There is no right or wrong to the approaches Intel and AMD have adopted. However, the chiplet approach is likely something we’re going to see more of in the years to come. This is because Moore’s law–which mandated a doubling in processing power every couple years–has comprehensively slowed down. Individual processor cores aren’t getting twice as fast every two years. The only answer to improved performance, then, is to go wide and stack cores.
Intel vs AMD: Skylake vs Zen 2
The core microarchitectures of the latest Intel and AMD chips are also quite distinct:
- Right off the bat, the branch predictors are completely different. AMD’s Zen 2 core leverages the Hashed Perceptron branch predictor for L1 based predictions while for L2, the new TAGE predictor is utilized. Intel’s Sunny Cove and Skylake architectures both use the core class predictor. There’s a standard 32-bit L1 predictor and a larger L2 predictor. Unfortunately, unlike AMD, Intel keeps the finer details of its prefetchers and predictors secret, so we don’t know much about them. Regardless, the two companies have very different approaches to branch prediction.
- The instruction fetch for Zen 2 is slightly wider at 32 bytes while Skylake and Sunny Cove use a narrower 16-bit fetch. The L1 instruction cache for all three designs is pegged at 32KB, but Sunny Cove upgrades the data cache by 50% to 48KB (12-way) while Zen 2 and Skylake are limited to 32KB (8-way).
- As far as the decoders are concerned, Intel’s design has a five-way primary decoder while the Zen 2 core has a four-way decoder. The front-end in the former dispatches six micro-ops to the back-end where there is a common reorder buffer for both integer and floating-point operations.
- The Zen 2 core, on the other hand, dispatches up to six micro-ops to the Integer logic cluster and another (up to) four to the floating-point cluster. This is called a clustered architecture. Basically, the INT and FP EUs are separated early on.
- The rename and retire buffers also use different designs.
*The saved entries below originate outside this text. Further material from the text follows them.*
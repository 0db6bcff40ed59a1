#![allow(dead_code)]

mod project;
mod registry;

pub use project::*;
pub use registry::*;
Intel’s architecture uses a common rename/retirement buffer while AMD’s Zen microarchitecture has different rename queues for INT and FP operations while a 224 entry retire queue is shared between the two clusters.
- One core difference in the execution units is that Intel’s latest Sunny Cove core has support for native AVX-512 instructions while Zen 2 and Skylake are limited to AVX-256.
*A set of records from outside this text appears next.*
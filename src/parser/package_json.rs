//! package.json reader and writer
//!
//! The document is held as an ordered JSON object so that writing it back
//! only changes the dependency values that were updated.

use std::path::{Path, PathBuf};

use indexmap::IndexMap;
use serde_json::{Map, Value};
use tracing::{debug, warn};

use crate::parser::error::ManifestError;
use crate::parser::types::{Dependency, DependencyKind};

pub const MANIFEST_FILE: &str = "package.json";
pub const BACKUP_FILE: &str = "package.json.bak";

#[derive(Debug, Clone, PartialEq)]
pub struct PackageJson {
    document: Map<String, Value>,
}

impl PackageJson {
    pub fn parse(content: &str) -> Result<Self, ManifestError> {
        let value: Value =
            serde_json::from_str(content).map_err(|e| ManifestError::json(MANIFEST_FILE, e))?;

        match value {
            Value::Object(document) => Ok(Self { document }),
            _ => Err(ManifestError::NotAnObject(MANIFEST_FILE.to_string())),
        }
    }

    pub fn read(path: &Path) -> Result<Self, ManifestError> {
        let content = std::fs::read_to_string(path).map_err(|e| ManifestError::io(path, e))?;
        Self::parse(&content)
    }

    pub fn name(&self) -> Option<&str> {
        self.document.get("name").and_then(Value::as_str)
    }

    pub fn version(&self) -> Option<&str> {
        self.document.get("version").and_then(Value::as_str)
    }

    /// String-valued entries of one dependency section, in declaration order.
    /// Non-string values are skipped.
    pub fn section(&self, kind: DependencyKind) -> IndexMap<String, String> {
        let Some(Value::Object(entries)) = self.document.get(kind.field()) else {
            return IndexMap::new();
        };

        entries
            .iter()
            .filter_map(|(name, value)| match value.as_str() {
                Some(constraint) => Some((name.clone(), constraint.to_string())),
                None => {
                    warn!(
                        "Ignoring non-string {} entry for {}",
                        kind.field(),
                        name
                    );
                    None
                }
            })
            .collect()
    }

    /// Declared dependencies, production first
    pub fn dependencies(&self, include_dev: bool) -> Vec<Dependency> {
        let mut kinds = vec![DependencyKind::Dependencies];
        if include_dev {
            kinds.push(DependencyKind::DevDependencies);
        }

        kinds
            .into_iter()
            .flat_map(|kind| {
                self.section(kind)
                    .into_iter()
                    .map(move |(name, constraint)| Dependency::new(&name, &constraint, kind))
            })
            .collect()
    }

    /// Replace the declared value of `name` in the `kind` section.
    /// Returns false when the dependency is not declared there.
    pub fn update_dependency(&mut self, kind: DependencyKind, name: &str, value: &str) -> bool {
        let Some(Value::Object(entries)) = self.document.get_mut(kind.field()) else {
            return false;
        };

        match entries.get_mut(name) {
            Some(slot) => {
                debug!("{}: {} -> {}", name, slot, value);
                *slot = Value::String(value.to_string());
                true
            }
            None => false,
        }
    }

    /// Pretty JSON with two-space indentation and a trailing newline
    pub fn to_json_string(&self) -> Result<String, ManifestError> {
        let mut rendered = serde_json::to_string_pretty(&self.document)
            .map_err(|e| ManifestError::json(MANIFEST_FILE, e))?;
        rendered.push('\n');
        Ok(rendered)
    }

    pub fn write_to_file(&self, path: &Path) -> Result<(), ManifestError> {
        let rendered = self.to_json_string()?;
        std::fs::write(path, rendered).map_err(|e| ManifestError::io(path, e))
    }
}

/// Look for package.json in `start` and its parents
pub fn find_package_json(start: &Path) -> Result<PathBuf, ManifestError> {
    start
        .ancestors()
        .map(|dir| dir.join(MANIFEST_FILE))
        .find(|candidate| candidate.is_file())
        .ok_or_else(|| ManifestError::NotFound(start.to_path_buf()))
}

/// Copy `manifest` to `package.json.bak` next to it
pub fn create_backup(manifest: &Path) -> Result<PathBuf, ManifestError> {
    let backup = manifest.with_file_name(BACKUP_FILE);
    std::fs::copy(manifest, &backup).map_err(|e| ManifestError::io(manifest, e))?;
    Ok(backup)
}

/// Line-by-line diff of two renderings of the same manifest.
///
/// Lines are paired by position, which is enough for in-place value edits
/// that never add or remove lines in the middle of the file.
pub fn generate_diff(original: &str, modified: &str) -> String {
    let original_lines: Vec<&str> = original.lines().collect();
    let modified_lines: Vec<&str> = modified.lines().collect();

    let mut diff = String::from("--- package.json (original)\n+++ package.json (modified)\n");

    for (i, line) in original_lines.iter().enumerate() {
        match modified_lines.get(i) {
            Some(updated) if updated == line => {}
            Some(updated) => {
                diff.push_str(&format!("- {line}\n+ {updated}\n"));
            }
            None => diff.push_str(&format!("- {line}\n")),
        }
    }

    for line in modified_lines.iter().skip(original_lines.len()) {
        diff.push_str(&format!("+ {line}\n"));
    }

    diff
}

#[cfg(test)]
mod tests {
    use super::*;
    use tempfile::TempDir;

    const MANIFEST: &str = r#"{
  "name": "web-app",
  "version": "1.0.0",
  "private": true,
  "dependencies": {
    "react": "^17.0.1",
    "lodash": "4.17.19",
    "my-fetch": "npm:node-fetch@^2.6.0",
    "local": {
      "path": "../local"
    }
  },
  "devDependencies": {
    "typescript": "~4.9.5"
  },
  "scripts": {
    "build": "tsc"
  }
}
"#;

    #[test]
    fn parse_reads_metadata_and_sections() {
        let manifest = PackageJson::parse(MANIFEST).unwrap();

        assert_eq!(manifest.name(), Some("web-app"));
        assert_eq!(manifest.version(), Some("1.0.0"));

        let deps = manifest.section(DependencyKind::Dependencies);
        assert_eq!(
            deps.keys().collect::<Vec<_>>(),
            vec!["react", "lodash", "my-fetch"]
        );
    }

    #[test]
    fn dependencies_respects_include_dev_and_aliases() {
        let manifest = PackageJson::parse(MANIFEST).unwrap();

        let prod_only = manifest.dependencies(false);
        assert_eq!(prod_only.len(), 3);
        assert_eq!(prod_only[2].package, "node-fetch");
        assert_eq!(prod_only[2].constraint, "^2.6.0");

        let all = manifest.dependencies(true);
        assert_eq!(all.len(), 4);
        assert_eq!(all[3].name, "typescript");
        assert_eq!(all[3].kind, DependencyKind::DevDependencies);
    }

    #[test]
    fn parse_rejects_non_object_and_invalid_json() {
        assert!(matches!(
            PackageJson::parse("[]"),
            Err(ManifestError::NotAnObject(_))
        ));
        assert!(matches!(
            PackageJson::parse("{ nope"),
            Err(ManifestError::Json { .. })
        ));
    }

    #[test]
    fn missing_sections_are_empty() {
        let manifest = PackageJson::parse(r#"{ "name": "bare" }"#).unwrap();
        assert!(manifest.dependencies(true).is_empty());
    }

    #[test]
    fn update_dependency_preserves_layout_of_untouched_fields() {
        let mut manifest = PackageJson::parse(MANIFEST).unwrap();

        assert!(manifest.update_dependency(DependencyKind::Dependencies, "react", "^17.0.2"));
        assert!(!manifest.update_dependency(DependencyKind::DevDependencies, "react", "^18.0.0"));
        assert!(!manifest.update_dependency(DependencyKind::Dependencies, "missing", "1.0.0"));

        let rendered = manifest.to_json_string().unwrap();
        assert_eq!(rendered, MANIFEST.replace("^17.0.1", "^17.0.2"));
    }

    #[test]
    fn write_backup_and_diff_round_trip() {
        let dir = TempDir::new().unwrap();
        let path = dir.path().join(MANIFEST_FILE);
        std::fs::write(&path, "{\n  \"dependencies\": {\n    \"react\": \"^17.0.1\"\n  }\n}\n").unwrap();

        let backup = create_backup(&path).unwrap();
        assert_eq!(backup, dir.path().join(BACKUP_FILE));

        let mut manifest = PackageJson::read(&path).unwrap();
        manifest.update_dependency(DependencyKind::Dependencies, "react", "^17.0.2");
        manifest.write_to_file(&path).unwrap();

        let original = std::fs::read_to_string(&backup).unwrap();
        let modified = std::fs::read_to_string(&path).unwrap();
        let diff = generate_diff(&original, &modified);

        assert_eq!(
            diff,
            "--- package.json (original)\n+++ package.json (modified)\n\
             -     \"react\": \"^17.0.1\"\n\
             +     \"react\": \"^17.0.2\"\n"
        );
    }

    #[test]
    fn generate_diff_reports_added_and_removed_tail_lines() {
        let diff = generate_diff("a\nb\nc", "a\nx");
        assert!(diff.contains("- b\n+ x\n"));
        assert!(diff.contains("- c\n"));

        let diff = generate_diff("a", "a\nb");
        assert!(diff.ends_with("+ b\n"));
    }

    #[test]
    fn find_package_json_walks_up_parents() {
        let dir = TempDir::new().unwrap();
        let nested = dir.path().join("packages/app/src");
        std::fs::create_dir_all(&nested).unwrap();
        std::fs::write(dir.path().join(MANIFEST_FILE), "{}").unwrap();

        assert_eq!(
            find_package_json(&nested).unwrap(),
            dir.path().join(MANIFEST_FILE)
        );
    }
}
- The former can do one 512-bit FMA (fused multiply and add) or two 256-bit FMA per cycle while the latter supports four 256-bit instructions per cycle (2 MUL and 2 ADD) along with four INT executions in parallel. Sunny Cove also supports four integer instructions per cycle.
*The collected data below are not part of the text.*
//! Best-upgrade selection for a declared constraint

use std::fmt;

use tracing::debug;

use crate::version::constraint::{Constraint, Operator, caret_compatible};
use crate::version::semver::{Version, parse_version};

/// Outcome of upgrade selection. None of these is an error: a constraint
/// with no eligible candidate simply has nothing to offer.
#[derive(Debug, Clone, PartialEq, Eq)]
pub enum UpgradeDecision {
    /// Re-prefixed with the declared operator, e.g. `^17.0.2`
    Upgrade(Constraint),
    /// Exact pin with nothing newer on its major line
    AlreadyLatest,
    NoEligibleUpgrade,
}

impl UpgradeDecision {
    pub fn upgrade(&self) -> Option<&Constraint> {
        match self {
            UpgradeDecision::Upgrade(constraint) => Some(constraint),
            _ => None,
        }
    }
}

impl fmt::Display for UpgradeDecision {
    fn fmt(&self, f: &mut fmt::Formatter<'_>) -> fmt::Result {
        match self {
            UpgradeDecision::Upgrade(constraint) => write!(f, "{constraint}"),
            UpgradeDecision::AlreadyLatest => f.write_str("already at latest"),
            UpgradeDecision::NoEligibleUpgrade => f.write_str("no eligible upgrade"),
        }
    }
}

/// Whether `candidate` is a strictly newer replacement that stays inside the
/// range the declared operator allows.
fn is_eligible(constraint: &Constraint, candidate: &Version) -> bool {
    let base = &constraint.version;
    if candidate <= base {
        return false;
    }
    match constraint.operator {
        Operator::Caret => caret_compatible(candidate, base),
        Operator::Tilde => candidate.major == base.major && candidate.minor == base.minor,
        Operator::Gt | Operator::Gte => true,
        // Upper bounds cannot be satisfied by anything above their own version.
        Operator::Lt | Operator::Lte => constraint.satisfies(candidate),
        // Exact pins move forward within their major line.
        Operator::None | Operator::Eq => candidate.major == base.major,
    }
}

/// Pick the greatest eligible candidate for `constraint`.
///
/// When several candidates compare equal the first one encountered wins, so
/// the winner among equal versions (e.g. differing only in build metadata)
/// depends on candidate order.
pub fn select_best_upgrade(constraint: &Constraint, candidates: &[Version]) -> UpgradeDecision {
    if candidates.is_empty() {
        return UpgradeDecision::NoEligibleUpgrade;
    }

    let best = candidates
        .iter()
        .filter(|candidate| is_eligible(constraint, candidate))
        .fold(None::<&Version>, |best, candidate| match best {
            Some(current) if candidate <= current => Some(current),
            _ => Some(candidate),
        });

    match best {
        Some(version) => {
            debug!("best upgrade for {}: {}", constraint, version);
            UpgradeDecision::Upgrade(Constraint::new(constraint.operator, version.clone()))
        }
        None if constraint.operator.is_exact() => UpgradeDecision::AlreadyLatest,
        None => UpgradeDecision::NoEligibleUpgrade,
    }
}

/// Same as [`select_best_upgrade`] over raw registry strings. Unparseable
/// entries are skipped.
pub fn select_best_upgrade_from_strings(
    constraint: &Constraint,
    candidates: &[String],
) -> UpgradeDecision {
    let parsed: Vec<Version> = candidates
        .iter()
        .filter_map(|raw| parse_version(raw).ok())
        .collect();

    if parsed.is_empty() && !candidates.is_empty() {
        debug!(
            "none of {} candidates for {} parsed as versions",
            candidates.len(),
            constraint
        );
    }

    select_best_upgrade(constraint, &parsed)
}
//! Registry trait for fetching package versions

#[cfg(test)]
use mockall::automock;

use crate::version::error::RegistryError;
use crate::version::types::PackageVersions;

/// Trait for fetching package versions from a registry
#[cfg_attr(test, automock)]
#[async_trait::async_trait]
pub trait Registry: Send + Sync {
    /// Short identifier used in logs (e.g. "npm")
    fn name(&self) -> &'static str;

    /// Fetches all versions for a package from the registry
    ///
    /// # Arguments
    /// * `package_name` - The name of the package (e.g., "lodash", "@types/node")
    ///
    /// # Returns
    /// * `Ok(PackageVersions)` - List of versions, ordered from oldest to newest
    /// * `Err(RegistryError)` - If the fetch fails
    async fn fetch_all_versions(
        &self,
        package_name: &str,
    ) -> Result<PackageVersions, RegistryError>;
}
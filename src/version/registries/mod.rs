//! Registry implementations for fetching package versions

pub mod npm;

pub use npm::NpmRegistry;
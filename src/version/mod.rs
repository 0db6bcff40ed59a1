//! Version layer: parsing, ordering, constraint matching and upgrade selection
//!
//! # Architecture
//!
//! ```text
//! ┌─────────────┐     ┌─────────────┐     ┌─────────────┐
//! │   semver    │────▶│ constraint  │────▶│   upgrade   │
//! │ (parse/cmp) │     │ (satisfies) │     │  (select)   │
//! └─────────────┘     └─────────────┘     └─────────────┘
//!                            │                   ▲
//!                            ▼                   │
//!                     ┌─────────────┐     ┌─────────────┐
//!                     │   Matcher   │     │  Registry   │
//!                     │ (vs latest) │     │   (fetch)   │
//!                     └─────────────┘     └─────────────┘
//! ```
//!
//! # Modules
//!
//! - [`semver`]: `Version`, its total order and parsing
//! - [`constraint`]: operator-prefixed constraints and membership checks
//! - [`upgrade`]: best-upgrade selection for a constraint
//! - [`matcher`]: Version matching trait and ecosystem-specific implementations
//! - [`registry`]: Registry trait for fetching versions from remote sources
//! - [`registries`]: Concrete registry implementations (npm)
//! - [`error`]: Error types for parsing and registry operations
//! - [`types`]: Common types like `PackageVersions`
//!
//! Everything below `registry` is pure and synchronous; the functions hold no
//! state and can be called from any number of tasks at once.

pub mod constraint;
pub mod error;
pub mod matcher;
pub mod matchers;
pub mod registries;
pub mod registry;
pub mod semver;
pub mod types;
pub mod upgrade;

pub use constraint::{Constraint, Operator, parse_constraint, satisfies};
pub use error::{RegistryError, VersionError};
pub use semver::{Version, compare, parse_version};
pub use upgrade::{UpgradeDecision, select_best_upgrade};
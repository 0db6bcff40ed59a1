pub mod advisory;
pub mod cli;
pub mod config;
pub mod parser;
pub mod planner;
pub mod version;
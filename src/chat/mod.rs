// SPDX-License-Identifier: AGPL-3.0-or-later
// Copyright (C) 2025 Kaapi Contributors

//! Conversation orchestration
//!
//! Ties the provider, the search tool, and the session store together for
//! each inbound message.

pub mod engine;

pub use engine::{
    ChatEngine, GENERIC_ERROR_MESSAGE, MAX_TURNS, RATE_LIMIT_MESSAGE, TURN_LIMIT_MESSAGE,
};

/// Persona and conversation rules sent to every provider.
pub const SYSTEM_PROMPT: &str = include_str!("../../prompts/system_prompt.txt");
- Sunny Cove has a much wider load and store buffer compared to Skylake and Zen 2. It has a total of 128 entries in the load buffer and 72 in the store buffer. This allows it to perform two load and two store operations per cycle.
- Skylake, on the other hand, has 72 entries in the load buffer and 56 in the store buffer. Like Skylake, Zen 2, has can do two loads and one store per cycle.
- Similarly, the LSU to L1 data cache bandwidth for Sunny Cove is higher at 64 bytes/cycle while Zen 2 is pegged at 32 bytes/cycle.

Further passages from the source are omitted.